Outside of the Washington Hilton in D.C. on March 30, 1981, Ronald Reagan was shot. It was a seminal moment in his presidency and in U.S. history.
Footage of the incident looped endlessly on TV, showing a smiling Reagan waving as he returned to his car outside the hotel after speaking at a labor event. Then six shots rang out, creating chaos and confusion, as Reagan was violently shoved into his car.
His press secretary, James Brady, lay on the sidewalk, blood flowing from his head. It was at once disturbing and mesmerizing.
The ordinariness of the concrete and the Capitol cityscape made it more haunting. History—and specifically, America’s history of political violence—didn’t just happen in ornate building chambers or on battlefields. Sometimes it happens at a hotel. Martin Luther King was killed on April 4, 1968 on a balcony at the Lorraine Motel in Memphis. Robert F. Kennedy was shot at the Ambassador Hotel in Los Angeles in June 1968.
Reagan, too, that morning in March. He came within inches of death. Brady would never fully recover from his injuries.
From his hospital bed, the president famously joked to his wife, “Honey, I forgot to duck.” It was gallows humor, but it worked. It humanized him, and all of the life-altering aspects of the shooting for most Americans.
And out of that shared national tragedy came a genuine sense of collective purpose. There was bipartisan support for Reagan’s agenda in the immediate aftermath of the shooting, in Congress and across the country.
Although it took over a decade, there was the passage of the Brady Handgun Violence Prevention Act, named for Brady, whose life had been irrevocably altered that day. The law, which established federal background checks for gun purchases, drew rare bipartisan support, including from Reagan himself.
The Hilton became more than just a hotel. It became a place where the country had paused, grieved, and, in some small way, grown.
Over the weekend, at that same hotel, another gunman charged a security checkpoint. Shots were fired. A Secret Service agent’s vest stopped a bullet. Donald Trump was rushed out, having survived his third brush with an alleged assassin. By midnight, he was already talking about the White House ballroom.
On Sunday, Trump called the alleged shooter a “very sick man” and a “thug.” (Reagan, in turn, forgave his shooter, John Hinckley Jr., and even wanted to meet him in person.) He lashed out, using words like “disgrace” and “horrible” at “60 Minutes” correspondent Norah O’Donnell, criticizing her questioning of the shooter’s manifesto and the interview’s framing as biased.

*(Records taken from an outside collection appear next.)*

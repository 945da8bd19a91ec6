/*!
 * WebVTT parser.
 *
 * Blocks after the `WEBVTT` header are classified as:
 * - `STYLE` blocks, kept verbatim as [`Style`] lines
 * - `NOTE` comment blocks, dropped
 * - cue blocks, identified by their `-->` timing line; the line right before
 *   it becomes the cue identifier and every line after it is cue text
 */

use log::debug;

use super::{normalize_line_endings, split_blocks, split_timing_line};
use super::{CaptionFormat, CaptionParser, CueCollector, ParsedCaptions};
use crate::caption::{Caption, Style};
use crate::errors::{CaptionError, Result};

const HEADER: &str = "WEBVTT";
const STYLE_MARKER: &str = "STYLE";
const NOTE_MARKER: &str = "NOTE";

/// Parser for WebVTT documents
#[derive(Debug, Default, Clone, Copy)]
pub struct WebVttParser;

impl WebVttParser {
    /// `WEBVTT`, optionally followed by a space or tab and free text
    fn is_header(line: &str) -> bool {
        Self::is_marker(line, HEADER)
    }

    /// `marker` alone or followed by whitespace-separated text
    fn is_marker(line: &str, marker: &str) -> bool {
        let line = line.trim_end();
        match line.strip_prefix(marker) {
            Some(rest) => rest.is_empty() || rest.starts_with(' ') || rest.starts_with('\t'),
            None => false,
        }
    }

    /// Parse a block holding a timing line at `timing_index`
    fn parse_cue(block: &[&str], timing_index: usize) -> Result<Caption> {
        let timing_line = block[timing_index];
        let (start, end) = split_timing_line(timing_line).ok_or_else(|| {
            CaptionError::MalformedCaption(format!("Invalid timing line: {:?}", timing_line))
        })?;

        let mut caption = Caption::new(start, end, block[timing_index + 1..].to_vec())?;
        if timing_index > 0 {
            caption.identifier = Some(block[timing_index - 1].to_string());
        }
        Ok(caption)
    }

    fn timing_index(block: &[&str]) -> Option<usize> {
        block.iter().position(|line| line.contains("-->"))
    }
}

impl CaptionParser for WebVttParser {
    fn format(&self) -> CaptionFormat {
        CaptionFormat::WebVtt
    }

    fn parse(&self, content: &str) -> Result<ParsedCaptions> {
        let normalized = normalize_line_endings(content);
        let blocks = split_blocks(&normalized);

        let Some((header_block, cue_blocks)) = blocks.split_first() else {
            return Err(CaptionError::MalformedFile("Empty WebVTT input".to_string()));
        };

        if !Self::is_header(header_block[0]) {
            return Err(CaptionError::MalformedFile(format!(
                "Missing WEBVTT header, found {:?}",
                header_block[0]
            )));
        }

        let mut collector = CueCollector::new(self.format());

        // Header metadata lines are ignored, but a cue glued to the header still counts
        let header_rest = &header_block[1..];
        if let Some(index) = Self::timing_index(header_rest) {
            collector.push_cue(1, Self::parse_cue(header_rest, index))?;
        }

        for (offset, block) in cue_blocks.iter().enumerate() {
            let block_number = offset + 2;

            if block[0].trim_end() == STYLE_MARKER {
                collector.push_style(Style::new(block[1..].to_vec()));
                continue;
            }

            if Self::is_marker(block[0], NOTE_MARKER) {
                debug!("Skipping comment block {}", block_number);
                continue;
            }

            match Self::timing_index(block) {
                Some(index) => collector.push_cue(block_number, Self::parse_cue(block, index))?,
                None => debug!("Ignoring unrecognized block {}: {:?}", block_number, block[0]),
            }
        }

        collector.finish()
    }
}
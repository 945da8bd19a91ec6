use anyhow::{anyhow, Context, Result};
use serde::{Deserialize, Serialize};
use std::default::Default;
use std::fs::File;
use std::io::BufReader;
use std::path::Path;

use crate::parsers::CaptionFormat;

/// Application configuration module
/// This module handles the command-line configuration: loading, validating
/// and defaulting the settings stored in `conf.json`.
/// Represents the application configuration
#[derive(Debug, Serialize, Deserialize, Clone, Default)]
pub struct Config {
    /// Conversion settings
    #[serde(default)]
    pub conversion: ConversionConfig,

    /// Log level
    #[serde(default)]
    pub log_level: LogLevel,
}

/// Settings applied when converting caption files
#[derive(Debug, Serialize, Deserialize, Clone, Default)]
pub struct ConversionConfig {
    /// Directory receiving converted files (next to the input when unset)
    #[serde(default)]
    pub output_dir: Option<String>,

    /// Whether existing `.vtt` files may be overwritten
    #[serde(default)]
    pub force_overwrite: bool,

    /// Input format to assume instead of detecting it from the extension
    #[serde(default)]
    pub input_format: Option<CaptionFormat>,
}

/// Log verbosity level
#[derive(Debug, Serialize, Deserialize, Clone, PartialEq, Default)]
#[serde(rename_all = "lowercase")]
pub enum LogLevel {
    Error,
    Warn,
    #[default]
    Info,
    Debug,
    Trace,
}

impl LogLevel {
    // @returns: Matching filter for the log facade
    pub fn to_level_filter(&self) -> log::LevelFilter {
        match self {
            LogLevel::Error => log::LevelFilter::Error,
            LogLevel::Warn => log::LevelFilter::Warn,
            LogLevel::Info => log::LevelFilter::Info,
            LogLevel::Debug => log::LevelFilter::Debug,
            LogLevel::Trace => log::LevelFilter::Trace,
        }
    }
}

impl Config {
    /// Load a configuration from a JSON file
    pub fn from_file<P: AsRef<Path>>(path: P) -> Result<Self> {
        let path = path.as_ref();
        let file = File::open(path)
            .with_context(|| format!("Failed to open config file: {}", path.display()))?;

        let reader = BufReader::new(file);
        let config: Config = serde_json::from_reader(reader)
            .with_context(|| format!("Failed to parse config file: {}", path.display()))?;

        Ok(config)
    }

    /// Load `path` when it exists, otherwise fall back to defaults
    pub fn load_or_default<P: AsRef<Path>>(path: P) -> Result<Self> {
        let path = path.as_ref();
        if path.exists() {
            Self::from_file(path)
        } else {
            log::debug!("Config file not found at '{}', using defaults", path.display());
            Ok(Self::default())
        }
    }

    /// Validate the configuration for consistency
    pub fn validate(&self) -> Result<()> {
        if let Some(output_dir) = &self.conversion.output_dir {
            if output_dir.trim().is_empty() {
                return Err(anyhow!("Output directory must not be empty when set"));
            }
            let path = Path::new(output_dir);
            if path.exists() && !path.is_dir() {
                return Err(anyhow!("Output directory is not a directory: {}", output_dir));
            }
        }

        Ok(())
    }
}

There was no moment of national reflection, no collective intake of breath. Barely even time for the requisite “thoughts and prayers,” of which Trump, who in recent weeks shared an AI image of himself as Jesus Christ, has neither. No sense that the country had brushed up once more against something profound and needed to reckon with it.
By Monday afternoon, the headlines were about a different kind of assault, Melania Trump firing metaphorical shots at Jimmy Kimmel.
Reagan’s response to his shooting humanized him. It created space for empathy, community, and common ground.
Trump has spent the better part of a decade fomenting quite the opposite. He has systematically dehumanized his opponents, the press, entire institutions, and anyone he deems disloyal. In that environment, there is no shared emotional ground to stand on, except anger and vengeance.
There is no reason to expect unity or change in the aftermath of this latest incident at the Washington Hilton.
For certain, there will be no gun law like the Brady Bill this time. No sustained period of national introspection. No enduring image, like Brady’s, forcing the country to confront the human cost of political violence. Well, maybe there is an ironic one: the image of Trump stumbling and falling behind Secret Service agents as he was rushed off the dais in the Hilton ballroom. He didn’t forget to duck.
And there’s yet another twisted irony. Trump’s press secretary, Karoline Leavitt—who couldn’t hold a candle to Brady—praised Trump on Monday for being “fearless” and “courageous.” For exactly what remains a mystery. And she had the gall to say that “Democratic rhetoric” was responsible for the shooting.
Reagan was shot just 18 years after JFK’s assassination in Dallas, in a country that still remembered how to have empathy for a president. The shock and aftermath of Kennedy’s killing, now almost 63 years ago, have faded. This time, Trump made certain to sustain the great divide he has fostered, returning quickly to demeaning and degrading rhetoric.
The Washington Hilton, long tagged with the moniker “Hinckley Hilton,” hasn’t changed much over the years, despite a $150 million renovation in the late 2000s. The facade remains the same.
In 1981, outside that Hilton, Reagan was shot and the country coalesced. Forty-five years later, inside the Hilton, Trump was unscathed, and the country was unmoved.